During her employment, Simmons learned of a coworker using terrible racial slurs about the clients and their children. Some were also directed at Ms. Simmons, who has biracial children. She was determined to put a stop to it, and filed complaints using the agency’s written policies. Simmons also used the Florida Public Records Act to obtain emails and other documents to support her complaint. Simmons’ complaints triggered an internal investigation by FDOH’s Inspector General’s Office, which confirmed Ms. Simmons’ reports. Among the comments the investigators confirmed had been made by the coworker:
- References to black children in the clinic as some type of animals, and Hispanic babies as “monkey babies;”
- Comments about black girls having different baby daddies;
- Refererences to Ms. Simmons as a “n****r lover,” apparently referring to Ms. Simmons’ biracial children;
- A statement that “They (referring to black men who come into the WIC office with females) should be out working instead of in the WIC office and the girls wouldn’t need WIC”;
- A statement that “He [Florida Governor Rick Scott] is going to make all of them back there (referring to the low-income, mostly minority neighborhood) take drug tests so they won’t be getting s free check for long.”
There were allegations in the case that the coworker was close friends with the boss and, not long after Ms. Simmons complained, she was fired. No one admitted the firing was the boss’ retaliation for Simmon’s complaint about the coworker. Indeed, FDOH’s official position was that Simmons failed to “satisfactorily complete her probationary period.” But as other employees came forward to testify, it was obvious her firing was triggered by the opposition to racial slurs. I remember asking one witness, a very sweet, gentle older black female who still works for the Department, what she would tell a jury if asked to explain how in the world this kind of environment could still exist inside one of our state agencies:
“Q: MR. GARRITY: These days someone might wonder how someone in a workplace could feel comfortable enough to say things like that so openly. Do you have any explanation as to how [the coworker] could have possibly felt comfortable enough tht she could say things like that without being — without suffering consequences?”
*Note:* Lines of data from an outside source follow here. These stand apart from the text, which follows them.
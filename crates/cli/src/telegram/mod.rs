// SPDX-License-Identifier: BUSL-1.1
// Copyright (c) 2026 Alfred Jean LLC

//! Telegram binding: command routing, allow-list authorization,
//! per-user send dedup, and the periodic rollout-sync tick. All chat
//! traffic goes through the [`ChatApi`] seam so the adapter logic is
//! transport-free.

pub mod dedupe;

use std::collections::HashMap;
use std::sync::Arc;
use std::time::Duration;

use async_trait::async_trait;
use teloxide::dptree;
use teloxide::prelude::*;
use teloxide::types::MessageId;
use tokio::sync::Mutex;
use tracing::{info, warn};

use crate::chat::{ChatApi, ChatOutput, StreamSender};
use crate::commands::{parse_command, CommandType};
use crate::config::RuntimeConfig;
use crate::orchestrator::Orchestrator;

use dedupe::DedupWindow;

const HELP_TEXT: &str = "可用命令：\n\
/new <内容> 提交新指令\n\
/session 查看当前会话绑定（只读）\n\
/stop 停止当前任务\n\
/status 查看状态\n\
/retry 重试上一次指令\n\
/lastresult 查看最近一次结果\n\
/whoami 查看用户 ID\n\
/help 查看帮助";

#[derive(Default)]
struct UserContext {
    last_prompt: Option<String>,
    chat_id: Option<i64>,
    stream_buffer: String,
    dedupe: DedupWindow,
}

pub struct TelegramAdapter {
    config: Arc<RuntimeConfig>,
    orchestrator: Arc<Orchestrator>,
    users: Mutex<HashMap<i64, UserContext>>,
}

/// [`ChatApi`] over a live teloxide bot.
pub struct TelegramChat {
    bot: Bot,
}

impl TelegramChat {
    pub fn new(bot: Bot) -> Self {
        Self { bot }
    }
}

#[async_trait]
impl ChatApi for TelegramChat {
    async fn send_message(&self, chat_id: i64, text: &str) -> anyhow::Result<i32> {
        let message = self.bot.send_message(ChatId(chat_id), text).await?;
        Ok(message.id.0)
    }

    async fn edit_message(&self, chat_id: i64, message_id: i32, text: &str) -> anyhow::Result<()> {
        self.bot.edit_message_text(ChatId(chat_id), MessageId(message_id), text).await?;
        Ok(())
    }
}

/// Per-interaction [`ChatOutput`]: statuses are standalone messages,
/// streamed chunks go through one [`StreamSender`]. When `tracked`, the
/// streamed text accumulates in the user's context and its digest is
/// recorded on the final flush.
struct StreamOutput {
    adapter: Arc<TelegramAdapter>,
    api: Arc<dyn ChatApi>,
    chat_id: i64,
    user_id: i64,
    tracked: bool,
    sender: Mutex<StreamSender>,
}

#[async_trait]
impl ChatOutput for StreamOutput {
    async fn status(&self, text: &str) {
        if let Err(e) = self.api.send_message(self.chat_id, text).await {
            warn!("发送状态消息失败 user_id={}: {e:#}", self.user_id);
        }
    }

    async fn stream(&self, text: &str, is_final: bool) {
        if self.tracked && !text.is_empty() {
            self.adapter.append_stream_buffer(self.user_id, text).await;
        }
        if let Err(e) = self.sender.lock().await.send(text, is_final).await {
            warn!("发送流式消息失败 user_id={}: {e:#}", self.user_id);
        }
        if self.tracked && is_final {
            self.adapter.record_stream_digest(self.user_id).await;
        }
    }
}

impl TelegramAdapter {
    pub fn new(config: Arc<RuntimeConfig>, orchestrator: Arc<Orchestrator>) -> Self {
        Self { config, orchestrator, users: Mutex::new(HashMap::new()) }
    }

    /// Long-polling entry point; also starts the rollout-sync tick.
    pub async fn run(self: Arc<Self>) -> anyhow::Result<()> {
        let bot = Bot::new(self.config.telegram_bot_token.clone());
        let api: Arc<dyn ChatApi> = Arc::new(TelegramChat::new(bot.clone()));
        self.clone().spawn_sync_loop(api.clone());

        info!("Telegram 适配器启动，进入 polling");
        let handler = Update::filter_message().endpoint(on_message);
        Dispatcher::builder(bot, handler)
            .dependencies(dptree::deps![self.clone(), api])
            .build()
            .dispatch()
            .await;
        Ok(())
    }

    fn spawn_sync_loop(self: Arc<Self>, api: Arc<dyn ChatApi>) {
        if self.config.jsonl_sync_interval_seconds <= 0.0 {
            return;
        }
        let interval = Duration::from_secs_f64(self.config.jsonl_sync_interval_seconds);
        tokio::spawn(async move {
            tokio::time::sleep(Duration::from_secs(1)).await;
            loop {
                self.sync_tick(&api).await;
                tokio::time::sleep(interval).await;
            }
        });
    }

    /// Handle one inbound text message.
    pub async fn handle_text(
        self: &Arc<Self>,
        api: &Arc<dyn ChatApi>,
        user_id: i64,
        chat_id: i64,
        text: &str,
    ) {
        if !self.authorize(api, user_id, chat_id).await {
            return;
        }
        let Some(command) = parse_command(text) else {
            self.submit(api, user_id, chat_id, text.to_string()).await;
            return;
        };
        match command.kind {
            CommandType::Help => {
                self.send_plain(api, chat_id, HELP_TEXT).await;
            }
            CommandType::Whoami => {
                self.send_plain(api, chat_id, &format!("user_id={user_id}, chat_id={chat_id}"))
                    .await;
            }
            CommandType::Session => {
                if command.payload.is_some() {
                    self.send_plain(api, chat_id, "会话绑定已禁用，当前仅支持查看状态。").await;
                } else {
                    let out = self.output(api, user_id, chat_id, false);
                    if let Err(e) = self.orchestrator.status(user_id, out.as_ref()).await {
                        warn!("查询状态失败 user_id={user_id}: {e:#}");
                    }
                }
            }
            CommandType::Stop => {
                let out = self.output(api, user_id, chat_id, false);
                self.orchestrator.cancel_run(user_id, out.as_ref()).await;
            }
            CommandType::Status => {
                let out = self.output(api, user_id, chat_id, false);
                if let Err(e) = self.orchestrator.status(user_id, out.as_ref()).await {
                    warn!("查询状态失败 user_id={user_id}: {e:#}");
                }
            }
            CommandType::Retry => {
                let last_prompt = self.users.lock().await.get(&user_id).and_then(|ctx| ctx.last_prompt.clone());
                let out = self.output(api, user_id, chat_id, false);
                if let Err(e) =
                    self.orchestrator.retry_last(user_id, last_prompt.as_deref(), out).await
                {
                    warn!("重试失败 user_id={user_id}: {e:#}");
                }
            }
            CommandType::New => match command.payload {
                Some(prompt) => self.submit(api, user_id, chat_id, prompt).await,
                None => self.send_plain(api, chat_id, "请提供指令内容。").await,
            },
            CommandType::LastResult => {
                let out = self.output(api, user_id, chat_id, false);
                if let Err(e) = self.orchestrator.last_result(user_id, out.as_ref()).await {
                    warn!("查询结果失败 user_id={user_id}: {e:#}");
                }
            }
        }
    }

    /// Allow-list check; an authorized message re-binds the chat.
    async fn authorize(&self, api: &Arc<dyn ChatApi>, user_id: i64, chat_id: i64) -> bool {
        if self.config.telegram_allowed_user_ids.is_empty() {
            warn!("未配置允许用户列表 user_id={user_id}");
            self.send_plain(api, chat_id, "未配置允许的用户列表，请联系管理员。").await;
            return false;
        }
        if !self.config.telegram_allowed_user_ids.contains(&user_id) {
            warn!("拒绝用户 user_id={user_id}");
            self.send_plain(api, chat_id, "无权限使用此机器人。").await;
            return false;
        }
        self.users.lock().await.entry(user_id).or_default().chat_id = Some(chat_id);
        if let Err(e) = self.orchestrator.set_chat_id(user_id, chat_id).await {
            warn!("记录 chat_id 失败 user_id={user_id}: {e:#}");
        }
        true
    }

    async fn submit(self: &Arc<Self>, api: &Arc<dyn ChatApi>, user_id: i64, chat_id: i64, prompt: String) {
        info!("收到消息 user_id={user_id}");
        {
            let mut users = self.users.lock().await;
            let ctx = users.entry(user_id).or_default();
            ctx.stream_buffer.clear();
            ctx.dedupe.clear();
            ctx.last_prompt = Some(prompt.clone());
            ctx.chat_id = Some(chat_id);
        }
        let out = self.output(api, user_id, chat_id, true);
        if let Err(e) = self.orchestrator.submit_prompt(user_id, &prompt, out).await {
            warn!("提交指令失败 user_id={user_id}: {e:#}");
        }
    }

    /// One periodic reconciliation pass over the known users.
    pub async fn sync_tick(self: &Arc<Self>, api: &Arc<dyn ChatApi>) {
        let user_ids: Vec<i64> = if self.config.telegram_allowed_user_ids.is_empty() {
            self.users.lock().await.keys().copied().collect()
        } else {
            self.config.telegram_allowed_user_ids.iter().copied().collect()
        };

        for user_id in user_ids {
            let chat_id = {
                let mut users = self.users.lock().await;
                let ctx = users.entry(user_id).or_default();
                if ctx.chat_id.is_none() {
                    ctx.chat_id = self.orchestrator.get_last_chat_id(user_id);
                }
                ctx.chat_id
            };
            let Some(chat_id) = chat_id else {
                continue;
            };

            let running = match self.orchestrator.is_running(user_id).await {
                Ok(running) => running,
                Err(e) => {
                    warn!("JSONL 同步失败 user_id={user_id} err={e:#}");
                    continue;
                }
            };
            let messages = match self.orchestrator.poll_external_results(user_id, !running).await {
                Ok(messages) => messages,
                Err(e) => {
                    warn!("JSONL 同步失败 user_id={user_id} err={e:#}");
                    continue;
                }
            };
            if messages.is_empty() {
                continue;
            }

            let mut sender =
                StreamSender::new(api.clone(), chat_id, self.config.message_chunk_limit);
            for message in messages {
                let should_send =
                    self.users.lock().await.entry(user_id).or_default().dedupe.should_send(&message);
                if !should_send {
                    info!("JSONL 去重：跳过重复结果 user_id={user_id}");
                    continue;
                }
                if let Err(e) = sender.send(&message, true).await {
                    warn!("推送结果失败 user_id={user_id}: {e:#}");
                }
            }
        }
    }

    fn output(
        self: &Arc<Self>,
        api: &Arc<dyn ChatApi>,
        user_id: i64,
        chat_id: i64,
        tracked: bool,
    ) -> Arc<dyn ChatOutput> {
        Arc::new(StreamOutput {
            adapter: self.clone(),
            api: api.clone(),
            chat_id,
            user_id,
            tracked,
            sender: Mutex::new(StreamSender::new(
                api.clone(),
                chat_id,
                self.config.message_chunk_limit,
            )),
        })
    }

    async fn send_plain(&self, api: &Arc<dyn ChatApi>, chat_id: i64, text: &str) {
        if let Err(e) = api.send_message(chat_id, text).await {
            warn!("发送消息失败 chat_id={chat_id}: {e:#}");
        }
    }

    async fn append_stream_buffer(&self, user_id: i64, text: &str) {
        let mut users = self.users.lock().await;
        let ctx = users.entry(user_id).or_default();
        if ctx.stream_buffer.is_empty() {
            ctx.stream_buffer.push_str(text);
        } else {
            ctx.stream_buffer.push('\n');
            ctx.stream_buffer.push_str(text);
        }
    }

    /// Remember the streamed transcript's digest so the poller does not
    /// push the same content again.
    async fn record_stream_digest(&self, user_id: i64) {
        let mut users = self.users.lock().await;
        let ctx = users.entry(user_id).or_default();
        let buffer = ctx.stream_buffer.clone();
        ctx.dedupe.record(&buffer);
    }
}

async fn on_message(
    msg: Message,
    adapter: Arc<TelegramAdapter>,
    api: Arc<dyn ChatApi>,
) -> ResponseResult<()> {
    let Some(text) = msg.text() else {
        return Ok(());
    };
    let Some(user) = msg.from.as_ref() else {
        return Ok(());
    };
    let user_id = user.id.0 as i64;
    let chat_id = msg.chat.id.0;
    adapter.handle_text(&api, user_id, chat_id, text).await;
    Ok(())
}

#[cfg(test)]
#[path = "adapter_tests.rs"]
mod tests;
A: THE WITNESS: Well, it was the environment. It was very stressful for me being an African American woman. It got to the point where I went to the director to complain about the environment. It was tolerated because [the person making the comments] was friends with the supervisor — our supervisor, and she would just allow things to happen. And, you know, if you make a fuss about it, or object to some of the things that were being said not only by [the coworker] but by other people who are employed there, you know, she would retaliate against you. I mean, she would make it really difficult for you.”
Her answer is one I’ve heard many times. Too often, a harasser has a friend/protector in management, or is a powerful figure themselves. Ms. Simmons needed her job, and she knew that speaking out would cost her dearly. But she was determined to end the racist hostility for the benefit of everyone in the office.
The lawsuit has just been settled, and Ms. Simmons is very pleased with the outcome. I was too, and thrilled to have the chance to represent her. She made a difference, for many people who are now reporting to work there free of those kinds of comments.
P.S.: As a final note, the coworker in question eventually resigned. Among the discoveries Ms. Simmons made when poring over the emails she got through the public-records act request was one in which the coworker was apparently trying to buy prescription pain medicine from from another employee. Simmons passed that email along, and FDOH investigated and substantiated this incident as well. The agency’s final report said the matter would be referred to law enforcement, but whether that was done is unknown.
The lawsuit is Simmons v. State of Florida, Department of Health, Case No. 4:13-CV-00513-MW-CS.